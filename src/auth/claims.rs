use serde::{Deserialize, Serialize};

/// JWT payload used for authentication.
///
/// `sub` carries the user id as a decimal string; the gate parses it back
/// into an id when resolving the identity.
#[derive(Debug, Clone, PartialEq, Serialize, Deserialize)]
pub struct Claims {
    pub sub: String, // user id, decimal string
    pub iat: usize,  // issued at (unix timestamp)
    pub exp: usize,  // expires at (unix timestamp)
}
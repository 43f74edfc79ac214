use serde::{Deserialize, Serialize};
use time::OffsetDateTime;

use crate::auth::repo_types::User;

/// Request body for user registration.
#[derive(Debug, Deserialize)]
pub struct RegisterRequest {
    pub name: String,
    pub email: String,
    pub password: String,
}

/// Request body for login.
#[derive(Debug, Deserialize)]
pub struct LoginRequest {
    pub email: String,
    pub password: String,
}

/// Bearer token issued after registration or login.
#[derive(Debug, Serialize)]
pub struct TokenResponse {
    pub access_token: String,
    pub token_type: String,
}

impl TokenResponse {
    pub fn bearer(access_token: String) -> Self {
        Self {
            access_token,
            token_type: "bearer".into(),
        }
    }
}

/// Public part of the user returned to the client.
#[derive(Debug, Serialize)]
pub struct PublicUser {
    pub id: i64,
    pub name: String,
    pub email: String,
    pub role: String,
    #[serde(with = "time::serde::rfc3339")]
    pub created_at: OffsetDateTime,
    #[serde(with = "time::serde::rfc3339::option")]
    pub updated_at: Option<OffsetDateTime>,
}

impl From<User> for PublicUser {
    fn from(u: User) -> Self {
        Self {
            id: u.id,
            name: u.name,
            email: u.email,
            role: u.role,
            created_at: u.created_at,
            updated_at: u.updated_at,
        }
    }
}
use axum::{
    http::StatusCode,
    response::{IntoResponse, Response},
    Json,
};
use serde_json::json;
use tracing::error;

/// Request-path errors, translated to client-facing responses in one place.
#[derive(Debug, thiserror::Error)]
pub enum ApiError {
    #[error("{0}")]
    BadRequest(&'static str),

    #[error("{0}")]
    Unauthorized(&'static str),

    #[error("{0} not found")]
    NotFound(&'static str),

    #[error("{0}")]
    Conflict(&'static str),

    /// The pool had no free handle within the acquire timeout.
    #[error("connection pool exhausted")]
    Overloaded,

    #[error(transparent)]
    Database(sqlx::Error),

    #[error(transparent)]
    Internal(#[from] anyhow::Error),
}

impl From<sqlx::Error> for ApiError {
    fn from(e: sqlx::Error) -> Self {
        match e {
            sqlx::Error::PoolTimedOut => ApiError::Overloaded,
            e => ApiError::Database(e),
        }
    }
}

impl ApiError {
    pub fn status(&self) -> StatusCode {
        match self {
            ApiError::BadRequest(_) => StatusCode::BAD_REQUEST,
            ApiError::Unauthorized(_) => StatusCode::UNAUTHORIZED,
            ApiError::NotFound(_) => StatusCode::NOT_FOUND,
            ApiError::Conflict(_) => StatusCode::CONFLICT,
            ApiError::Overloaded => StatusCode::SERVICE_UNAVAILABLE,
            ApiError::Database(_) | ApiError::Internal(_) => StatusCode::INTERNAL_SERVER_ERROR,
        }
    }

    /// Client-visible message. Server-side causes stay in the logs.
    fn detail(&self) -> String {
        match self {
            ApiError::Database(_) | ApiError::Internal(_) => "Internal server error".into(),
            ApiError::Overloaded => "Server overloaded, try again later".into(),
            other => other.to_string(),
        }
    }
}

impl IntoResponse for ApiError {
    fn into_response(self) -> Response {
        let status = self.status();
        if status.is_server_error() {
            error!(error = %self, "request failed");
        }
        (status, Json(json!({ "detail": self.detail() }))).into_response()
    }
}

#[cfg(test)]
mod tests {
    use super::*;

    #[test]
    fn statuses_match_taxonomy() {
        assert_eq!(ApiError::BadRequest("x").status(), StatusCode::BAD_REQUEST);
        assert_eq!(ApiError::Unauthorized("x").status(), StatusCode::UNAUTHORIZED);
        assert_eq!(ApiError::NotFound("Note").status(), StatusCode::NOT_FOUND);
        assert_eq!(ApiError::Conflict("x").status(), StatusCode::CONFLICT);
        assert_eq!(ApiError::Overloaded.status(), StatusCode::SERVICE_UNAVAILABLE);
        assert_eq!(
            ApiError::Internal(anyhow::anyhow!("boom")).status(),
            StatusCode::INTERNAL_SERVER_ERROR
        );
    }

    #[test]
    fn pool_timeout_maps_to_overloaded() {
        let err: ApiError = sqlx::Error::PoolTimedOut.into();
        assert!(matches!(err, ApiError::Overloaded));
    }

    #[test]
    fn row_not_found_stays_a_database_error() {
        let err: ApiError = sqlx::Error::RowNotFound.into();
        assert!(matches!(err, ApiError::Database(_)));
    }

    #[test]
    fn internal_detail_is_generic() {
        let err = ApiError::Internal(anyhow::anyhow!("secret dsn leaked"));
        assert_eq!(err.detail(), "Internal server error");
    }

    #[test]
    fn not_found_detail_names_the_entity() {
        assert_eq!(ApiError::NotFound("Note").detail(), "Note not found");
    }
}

··········

### WHAT TO PRODUCE
All of the records above must be reproduced exactly.

### WRITTEN REPLY
filename src/auth/claims.rs
use serde::{Deserialize, Serialize};

/// JWT payload used for authentication.
///
/// `sub` carries the user id as a decimal string; the gate parses it back
/// into an id when resolving the identity.
#[derive(Debug, Clone, PartialEq, Serialize, Deserialize)]
pub struct Claims {
    pub sub: String, // user id, decimal string
    pub iat: usize,  // issued at (unix timestamp)
    pub exp: usize,  // expires at (unix timestamp)
}
repository 43f74edfc79ac214
use serde::{Deserialize, Serialize};
use time::OffsetDateTime;

use crate::auth::repo_types::User;

/// Request body for user registration.
#[derive(Debug, Deserialize)]
pub struct RegisterRequest {
    pub name: String,
    pub email: String,
    pub password: String,
}

/// Request body for login.
#[derive(Debug, Deserialize)]
pub struct LoginRequest {
    pub email: String,
    pub password: String,
}

/// Bearer token issued after registration or login.
#[derive(Debug, Serialize)]
pub struct TokenResponse {
    pub access_token: String,
    pub token_type: String,
}

impl TokenResponse {
    pub fn bearer(access_token: String) -> Self {
        Self {
            access_token,
            token_type: "bearer".into(),
        }
    }
}

/// Public part of the user returned to the client.
#[derive(Debug, Serialize)]
pub struct PublicUser {
    pub id: i64,
    pub name: String,
    pub email: String,
    pub role: String,
    #[serde(with = "time::serde::rfc3339")]
    pub created_at: OffsetDateTime,
    #[serde(with = "time::serde::rfc3339::option")]
    pub updated_at: Option<OffsetDateTime>,
}

impl From<User> for PublicUser {
    fn from(u: User) -> Self {
        Self {
            id: u.id,
            name: u.name,
            email: u.email,
            role: u.role,
            created_at: u.created_at,
            updated_at: u.updated_at,
        }
    }
}
use axum::{
    http::StatusCode,
    response::{IntoResponse, Response},
    Json,
};
use serde_json::json;
use tracing::error;

/// Request-path errors, translated to client-facing responses in one place.
#[derive(Debug, thiserror::Error)]
pub enum ApiError {
    #[error("{0}")]
    BadRequest(&'static str),

    #[error("{0}")]
    Unauthorized(&'static str),

    #[error("{0} not found")]
    NotFound(&'static str),

    #[error("{0}")]
    Conflict(&'static str),

    /// The pool had no free handle within the acquire timeout.
    #[error("connection pool exhausted")]
    Overloaded,

    #[error(transparent)]
    Database(sqlx::Error),

    #[error(transparent)]
    Internal(#[from] anyhow::Error),
}

impl From<sqlx::Error> for ApiError {
    fn from(e: sqlx::Error) -> Self {
        match e {
            sqlx::Error::PoolTimedOut => ApiError::Overloaded,
            e => ApiError::Database(e),
        }
    }
}

impl ApiError {
    pub fn status(&self) -> StatusCode {
        match self {
            ApiError::BadRequest(_) => StatusCode::BAD_REQUEST,
            ApiError::Unauthorized(_) => StatusCode::UNAUTHORIZED,
            ApiError::NotFound(_) => StatusCode::NOT_FOUND,
            ApiError::Conflict(_) => StatusCode::CONFLICT,
            ApiError::Overloaded => StatusCode::SERVICE_UNAVAILABLE,
            ApiError::Database(_) | ApiError::Internal(_) => StatusCode::INTERNAL_SERVER_ERROR,
        }
    }

    /// Client-visible message. Server-side causes stay in the logs.
    fn detail(&self) -> String {
        match self {
            ApiError::Database(_) | ApiError::Internal(_) => "Internal server error".into(),
            ApiError::Overloaded => "Server overloaded, try again later".into(),
            other => other.to_string(),
        }
    }
}

impl IntoResponse for ApiError {
    fn into_response(self) -> Response {
        let status = self.status();
        if status.is_server_error() {
            error!(error = %self, "request failed");
        }
        (status, Json(json!({ "detail": self.detail() }))).into_response()
    }
}

#[cfg(test)]
mod tests {
    use super::*;

    #[test]
    fn statuses_match_taxonomy() {
        assert_eq!(ApiError::BadRequest("x").status(), StatusCode::BAD_REQUEST);
        assert_eq!(ApiError::Unauthorized("x").status(), StatusCode::UNAUTHORIZED);
        assert_eq!(ApiError::NotFound("Note").status(), StatusCode::NOT_FOUND);
        assert_eq!(ApiError::Conflict("x").status(), StatusCode::CONFLICT);
        assert_eq!(ApiError::Overloaded.status(), StatusCode::SERVICE_UNAVAILABLE);
        assert_eq!(
            ApiError::Internal(anyhow::anyhow!("boom")).status(),
            StatusCode::INTERNAL_SERVER_ERROR
        );
    }

    #[test]
    fn pool_timeout_maps_to_overloaded() {
        let err: ApiError = sqlx::Error::PoolTimedOut.into();
        assert!(matches!(err, ApiError::Overloaded));
    }

    #[test]
    fn row_not_found_stays_a_database_error() {
        let err: ApiError = sqlx::Error::RowNotFound.into();
        assert!(matches!(err, ApiError::Database(_)));
    }

    #[test]
    fn internal_detail_is_generic() {
        let err = ApiError::Internal(anyhow::anyhow!("secret dsn leaked"));
        assert_eq!(err.detail(), "Internal server error");
    }

    #[test]
    fn not_found_detail_names_the_entity() {
        assert_eq!(ApiError::NotFound("Note").detail(), "Note not found");
    }
}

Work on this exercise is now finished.